Os destinatários da boa
nova de Jesus
− os desmiolados, a escumalha, os ladrões
e as prostitutas
“Na mesma região encontravam-se uns pastores
que pernoitavam nos campos fazendo turnos a vigiar os seus rebanhos durante a
noite”.
Como acabamos de ver, os pastores
monopolizaram as atenções desta cena. «Olhai que vos anuncio uma grande
alegria, … Hoje, na cidade de David, nasceu-vos um Salvador, que é o Messias
Senhor.» (Lc 2,10-11)
Que significado têm aqui, os
pastores, neste momento da cena? Que representam eles na narração? A perícopa
inicia-se afirmando que «naquela região (Belém) havia uns pastores que passavam
a noite sob a intempérie velando o rebanho por turnos». No tempo de Jesus, os
pastores eram gente menosprezada e marginalizada pela sociedade[1].
Eram normalmente considerados delinquentes, ladrões obstinados que se dedicavam
à pilhagem contínua, pelo que constituíam um grupo que não merecia a mínima
confiança. Esse era um dos motivos por que eram proibidos de testemunhar em
julgamentos. Quanto a isto, eles eram comparáveis aos cobradores de impostos,
que, igualmente, estavam excluídos de comparecer em juízo enquanto testemunhas[2].

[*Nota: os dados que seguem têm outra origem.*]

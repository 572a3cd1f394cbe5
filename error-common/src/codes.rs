// Stable error codes for MedGate responses

pub mod validation {
    pub const MISSING_REQUIRED_FIELD: &str = "VALIDATION_1001";
    pub const INVALID_INPUT: &str = "VALIDATION_1002";
    pub const DUPLICATE_EMAIL: &str = "VALIDATION_1003";
    pub const MALFORMED_BODY: &str = "VALIDATION_1004";
}

pub mod authentication {
    pub const INVALID_CREDENTIALS: &str = "AUTH_2001";
    pub const TOKEN_EXPIRED: &str = "AUTH_2002";
    pub const TOKEN_INVALID: &str = "AUTH_2003";
    pub const UNAUTHENTICATED: &str = "AUTH_2004";
}

pub mod resource {
    pub const NOT_FOUND: &str = "RESOURCE_3001";
}

pub mod internal {
    pub const INTERNAL_FAULT: &str = "INTERNAL_5001";
    pub const STORAGE_FAULT: &str = "INTERNAL_5002";
    pub const ROLLBACK_FAILED: &str = "INTERNAL_5003";
    pub const CONFIGURATION: &str = "INTERNAL_5004";
}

Também é verdade que existe uma tradição
bíblica favorável aos pastores[3].
No entanto, o contexto próximo e o horizonte da obra lucana favorece a
interpretação pejorativa: os pastores eram gente marginalizada e perigosa e,
por isso mesmo, menosprezada. Para Lucas, são precisamente estas pessoas
pobres, simples e depreciadas pelos poderosos as escolhidas por Deus para
receber, antes de mais ninguém e como autênticos destinatários, a revelação celeste de Jesus. Como disse C.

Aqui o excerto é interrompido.